UCLA

The demand for off-chip data bandwidth of serial-link transceivers have been pushed beyond 40-Gb/s/link. With the potential aggregate data rate, power consumption and area must be reasonable. State-of-the-art serial-link transmitters operating at data rates beyond 40-Gb/s can contribute up to 40-45% power consumption while the FFE is limited to 2 taps. The main design challenge comes from the fact that producing output signal levels using large devices at high frequency is very power hungry. It is critical to low the power of transmitter at high data rate to enable high performance serial links.

This dissertation explores the potential of operating transmitters at data rates that approach the fundamental technology limit. Several circuit techniques are proposed to improve power efficiency and performance of serial-link transmitters. A LC-based feedforward equalizer (FFE) is proposed to eliminate the need of multiple MUXs. The design methodology of LC-ladder filter is proposed and applied to the FFE design to improve the bandwidth and the use of inductors. The serializer is power-optimized using a direct 4:1 multiplexer (MUX) at final stage with a novel 4:1 MUX design. An inverter-based digital-to-phase converter (DPC) using harmonic rejection filter is proposed to improve the phase linearity.

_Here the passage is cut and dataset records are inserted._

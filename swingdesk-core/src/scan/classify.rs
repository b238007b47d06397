//! Entry trigger, initial stop and status classification.

use serde::{Deserialize, Serialize};
use std::fmt;

use crate::domain::InstrumentSnapshot;

#[derive(Debug, Clone, Copy, PartialEq, Eq, Hash, PartialOrd, Ord, Serialize, Deserialize)]
#[serde(rename_all = "SCREAMING_SNAKE_CASE")]
pub enum CandidateStatus {
    Ready,
    Watch,
    WaitPullback,
    Far,
}

impl CandidateStatus {
    pub fn as_str(self) -> &'static str {
        match self {
            CandidateStatus::Ready => "READY",
            CandidateStatus::Watch => "WATCH",
            CandidateStatus::WaitPullback => "WAIT_PULLBACK",
            CandidateStatus::Far => "FAR",
        }
    }
}

impl fmt::Display for CandidateStatus {
    fn fmt(&self, f: &mut fmt::Formatter<'_>) -> fmt::Result {
        f.write_str(self.as_str())
    }
}

/// How far above the 20-day high the trigger sits, in ATRs.
#[derive(Debug, Clone, Copy, PartialEq, Serialize, Deserialize)]
#[serde(tag = "mode", rename_all = "snake_case")]
pub enum BufferMode {
    Fixed {
        atr_mult: f64,
    },
    /// `clamp(base − slope·ATR/close, min, max)`: calmer names get a wider
    /// buffer.
    Adaptive {
        base: f64,
        slope: f64,
        min: f64,
        max: f64,
    },
}

impl Default for BufferMode {
    fn default() -> Self {
        BufferMode::Fixed { atr_mult: 0.10 }
    }
}

impl BufferMode {
    pub fn adaptive() -> Self {
        BufferMode::Adaptive {
            base: 0.18,
            slope: 0.6,
            min: 0.05,
            max: 0.20,
        }
    }

    pub fn multiplier(&self, atr: f64, close: f64) -> f64 {
        match *self {
            BufferMode::Fixed { atr_mult } => atr_mult,
            BufferMode::Adaptive {
                base,
                slope,
                min,
                max,
            } => {
                let atr_frac = if close > 0.0 { atr / close } else { 0.0 };
                (base - slope * atr_frac).clamp(min, max)
            }
        }
    }
}

#[derive(Debug, Clone, PartialEq, Serialize, Deserialize)]
#[serde(default)]
pub struct EntryConfig {
    pub buffer: BufferMode,
    pub stop_atr_mult: f64,
    /// Distance (percent) at or below which a candidate is READY.
    pub ready_pct: f64,
    pub watch_pct: f64,
    /// Extension above the anchor (ATRs) beyond which a candidate must wait
    /// for a pullback.
    pub max_extension_atr: f64,
}

impl Default for EntryConfig {
    fn default() -> Self {
        Self {
            buffer: BufferMode::default(),
            stop_atr_mult: 1.5,
            ready_pct: 2.0,
            watch_pct: 3.0,
            max_extension_atr: 0.8,
        }
    }
}

#[derive(Debug, Clone, Copy, PartialEq, Serialize, Deserialize)]
pub struct EntryLevels {
    pub trigger: f64,
    pub initial_stop: f64,
    pub buffer_mult: f64,
    /// (trigger − close) / close · 100. Negative once price is through the trigger.
    pub distance_pct: f64,
    pub extension_atr: f64,
}

pub fn entry_levels(snap: &InstrumentSnapshot, config: &EntryConfig) -> EntryLevels {
    let buffer_mult = config.buffer.multiplier(snap.atr, snap.close);
    let trigger = snap.high_20 + buffer_mult * snap.atr;
    EntryLevels {
        trigger,
        initial_stop: trigger - config.stop_atr_mult * snap.atr,
        buffer_mult,
        distance_pct: (trigger - snap.close) / snap.close * 100.0,
        extension_atr: snap.extension(),
    }
}

/// Slack on the percent thresholds, so a trigger exactly on one compares equal.
const THRESHOLD_EPS: f64 = 1e-9;

pub fn status_for(distance_pct: f64, extension_atr: f64, config: &EntryConfig) -> CandidateStatus {
    if extension_atr > config.max_extension_atr {
        CandidateStatus::WaitPullback
    } else if distance_pct <= config.ready_pct + THRESHOLD_EPS {
        CandidateStatus::Ready
    } else if distance_pct <= config.watch_pct + THRESHOLD_EPS {
        CandidateStatus::Watch
    } else {
        CandidateStatus::Far
    }
}

pub fn classify(snap: &InstrumentSnapshot, config: &EntryConfig) -> (CandidateStatus, EntryLevels) {
    let levels = entry_levels(snap, config);
    (
        status_for(levels.distance_pct, levels.extension_atr, config),
        levels,
    )
}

To verify the effectiveness of the proposed techniques, a 64-Gb/s transmitter prototype and an 8-bit DPC are designed and measured in 65-nm CMOS technology. The optimal use of on-chip inductors improve the bandwidth and power efficiency significantly. The proposed transmitter prototype, achieves a maximum data rate of 64.5 Gb/s and an energy efficiency of 3.1 fJ/b. The DPC demonstrates a maximum INL and DNL of 1.33 and 0.52 LSB while consumes a power of 4.3 mW at 1.5 GHz.